Chesterfield Borough Council's leader has said the authority takes 'no pleasure in having to raise council tax'.
Councillors met last night and approved the council's budget for the coming year.
During 2018-19, the Labour-led council needs to make another £200,000 in savings.
Most Chesterfield households will pay an extra 6p a week in council tax to the Labour-led authority in the next year.
Since 2010, the council has faced a reduction of almost £6million or 60 per cent in the amount of funding received from the Government.
By 2020, this funding will cease altogether.
'We will continue to provide more than 50 services'
The council tax increase will see bills for those in a band A property rise from £103.26 to £106.59 a year. Most residents in Chesterfield are in a band A property.

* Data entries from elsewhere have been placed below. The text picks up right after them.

//! Shared domain types.
//!
//! These types are intentionally kept lightweight so they can be:
//!
//! - built once by the CSV loader
//! - mutated in place as derived columns are added
//! - consumed by the insight, report, and chart layers without conversions

use std::path::PathBuf;

use chrono::NaiveDate;
use serde::Deserialize;

/// Discount rate applied to sales at or below the threshold.
pub const STANDARD_DISCOUNT: f64 = 0.10;

/// Discount rate applied to sales strictly above the threshold.
pub const PREMIUM_DISCOUNT: f64 = 0.15;

/// Cell texts read as a missing value (besides the empty cell).
pub const NULL_TOKENS: [&str; 7] = ["NA", "N/A", "NaN", "nan", "null", "NULL", "<NA>"];

/// Whether a (trimmed) CSV cell holds a missing value.
pub fn is_null_token(cell: &str) -> bool {
    cell.is_empty() || NULL_TOKENS.contains(&cell)
}

/// Columns the pipeline knows how to use, by their dataset header names.
#[derive(Debug, Clone, Copy, PartialEq, Eq, Hash, PartialOrd, Ord)]
pub enum Column {
    Category,
    Subcategory,
    City,
    State,
    Segment,
    SalesValue,
    DataOrder,
}

impl Column {
    pub const ALL: [Column; 7] = [
        Column::Category,
        Column::Subcategory,
        Column::City,
        Column::State,
        Column::Segment,
        Column::SalesValue,
        Column::DataOrder,
    ];

    /// Header name as it appears in the CSV.
    pub fn header(self) -> &'static str {
        match self {
            Column::Category => "Category",
            Column::Subcategory => "Subcategory",
            Column::City => "City",
            Column::State => "State",
            Column::Segment => "Segment",
            Column::SalesValue => "Sales_Value",
            Column::DataOrder => "Data_Order",
        }
    }
}

/// Typed view of one CSV record, deserialized by header name.
///
/// Every field is optional: an empty cell or an absent column both map to
/// `None`, and schema checks happen per insight via [`SalesTable::require`].
#[derive(Debug, Clone, Default, Deserialize)]
pub struct RawSalesRow {
    #[serde(rename = "Category", default)]
    pub category: Option<String>,
    #[serde(rename = "Subcategory", default)]
    pub subcategory: Option<String>,
    #[serde(rename = "City", default)]
    pub city: Option<String>,
    #[serde(rename = "State", default)]
    pub state: Option<String>,
    #[serde(rename = "Segment", default)]
    pub segment: Option<String>,
    #[serde(rename = "Sales_Value", default)]
    pub sales_value: Option<f64>,
    #[serde(rename = "Data_Order", default)]
    pub data_order: Option<String>,
}

/// One row of the sales table, including derived columns.
#[derive(Debug, Clone, Default, PartialEq)]
pub struct SalesRecord {
    /// 1-based CSV line number (header is line 1).
    pub line: usize,

    pub category: Option<String>,
    pub subcategory: Option<String>,
    pub city: Option<String>,
    pub state: Option<String>,
    pub segment: Option<String>,
    pub sales_value: Option<f64>,
    /// Raw `Data_Order` text, day-first.
    pub data_order: Option<String>,

    /// Parsed `Data_Order` (set by [`crate::insights::derive::ensure_order_dates`]).
    pub order_date: Option<NaiveDate>,
    pub year: Option<i32>,
    pub month: Option<u32>,
    pub discount: Option<f64>,
    pub sales_value_discount: Option<f64>,
}

impl SalesRecord {
    pub fn from_raw(line: usize, raw: RawSalesRow) -> Self {
        Self {
            line,
            category: raw.category,
            subcategory: raw.subcategory,
            city: raw.city,
            state: raw.state,
            segment: raw.segment,
            sales_value: raw.sales_value,
            data_order: raw.data_order,
            ..Self::default()
        }
    }

    /// Grouping key for a string column (ignores the derived columns).
    pub fn text(&self, column: Column) -> Option<&str> {
        match column {
            Column::Category => self.category.as_deref(),
            Column::Subcategory => self.subcategory.as_deref(),
            Column::City => self.city.as_deref(),
            Column::State => self.state.as_deref(),
            Column::Segment => self.segment.as_deref(),
            Column::DataOrder => self.data_order.as_deref(),
            Column::SalesValue => None,
        }
    }
}

/// Which derived columns have been materialized on the table so far.
///
/// The discount columns record the threshold they were derived with, so a
/// different threshold re-derives them.
#[derive(Debug, Clone, Copy, Default, PartialEq)]
pub struct DerivedColumns {
    pub order_date: bool,
    pub year: bool,
    pub month: bool,
    pub discount: Option<f64>,
    pub sales_value_discount: Option<f64>,
}

/// The in-memory sales dataset.
///
/// `cells` keeps the raw text of every CSV column (including ones the
/// pipeline never reads) for profiling; `records` is the typed view.
#[derive(Debug, Clone, Default, PartialEq)]
pub struct SalesTable {
    pub columns: Vec<String>,
    pub cells: Vec<Vec<String>>,
    pub records: Vec<SalesRecord>,
    pub derived: DerivedColumns,
}

impl SalesTable {
    pub fn row_count(&self) -> usize {
        self.records.len()
    }

    pub fn column_count(&self) -> usize {
        self.columns.len()
    }

    pub fn has_column(&self, column: Column) -> bool {
        self.columns.iter().any(|c| c == column.header())
    }

    /// Fail with the first of `columns` missing from the header.
    pub fn require(&self, columns: &[Column]) -> Result<(), crate::error::InsightError> {
        match columns.iter().find(|c| !self.has_column(**c)) {
            Some(missing) => Err(crate::error::InsightError::MissingColumn(missing.header())),
            None => Ok(()),
        }
    }
}

/// Discount tier assigned by the simulation rule.
#[derive(Debug, Clone, Copy, PartialEq, Eq, Hash)]
pub enum DiscountTier {
    Standard,
    Premium,
}

impl DiscountTier {
    /// `Premium` iff `sales_value > threshold`; a null sale compares false.
    pub fn for_sale(sales_value: Option<f64>, threshold: f64) -> Self {
        match sales_value {
            Some(v) if v > threshold => DiscountTier::Premium,
            _ => DiscountTier::Standard,
        }
    }

    pub fn rate(self) -> f64 {
        match self {
            DiscountTier::Standard => STANDARD_DISCOUNT,
            DiscountTier::Premium => PREMIUM_DISCOUNT,
        }
    }
}

/// A full run's configuration as understood by the pipeline.
///
/// This is derived from CLI flags (plus environment and defaults).
#[derive(Debug, Clone, PartialEq)]
pub struct InsightConfig {
    pub csv_path: PathBuf,
    /// Category filtered by insight 1.
    pub category: String,
    pub top_cities: usize,
    pub top_subcategories: usize,
    /// Sales strictly above this get the premium discount.
    pub discount_threshold: f64,
    /// Rows shown in the head/tail samples.
    pub sample_rows: usize,
    pub charts: bool,
    pub charts_dir: PathBuf,
}

impl Default for InsightConfig {
    fn default() -> Self {
        Self {
            csv_path: PathBuf::from(crate::DEFAULT_DATASET_PATH),
            category: "Office Supplies".to_string(),
            top_cities: 10,
            top_subcategories: 12,
            discount_threshold: 1000.0,
            sample_rows: 5,
            charts: true,
            charts_dir: PathBuf::from("charts"),
        }
    }
}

Properties in band D will see charges rise by 9p per week from £154.89 to £159.89.
Councillor Tricia Gilby, leader of the council, said: "We take no pleasure in having to raise council tax but, given the level of cuts we continue to face from the Government, we have decided on a small increase, which will be 6p per week for the majority of people in Chesterfield.
"We remain committed to delivering value for money services and we will continue to provide more than 50 services to our residents for £2.05 per week and, on top of this, we will also make £200,000 in savings."
Where does your council tax go?
Chesterfield Borough Council receives only 10 per cent of council tax paid by residents.
Derbyshire County Council receives 74 per cent, Derbyshire Constabulary gets 11 per cent and Derbyshire Fire and Rescue Service receives five per cent.
Residents in Staveley and Brimington also pay for services provided by their town and parish councils.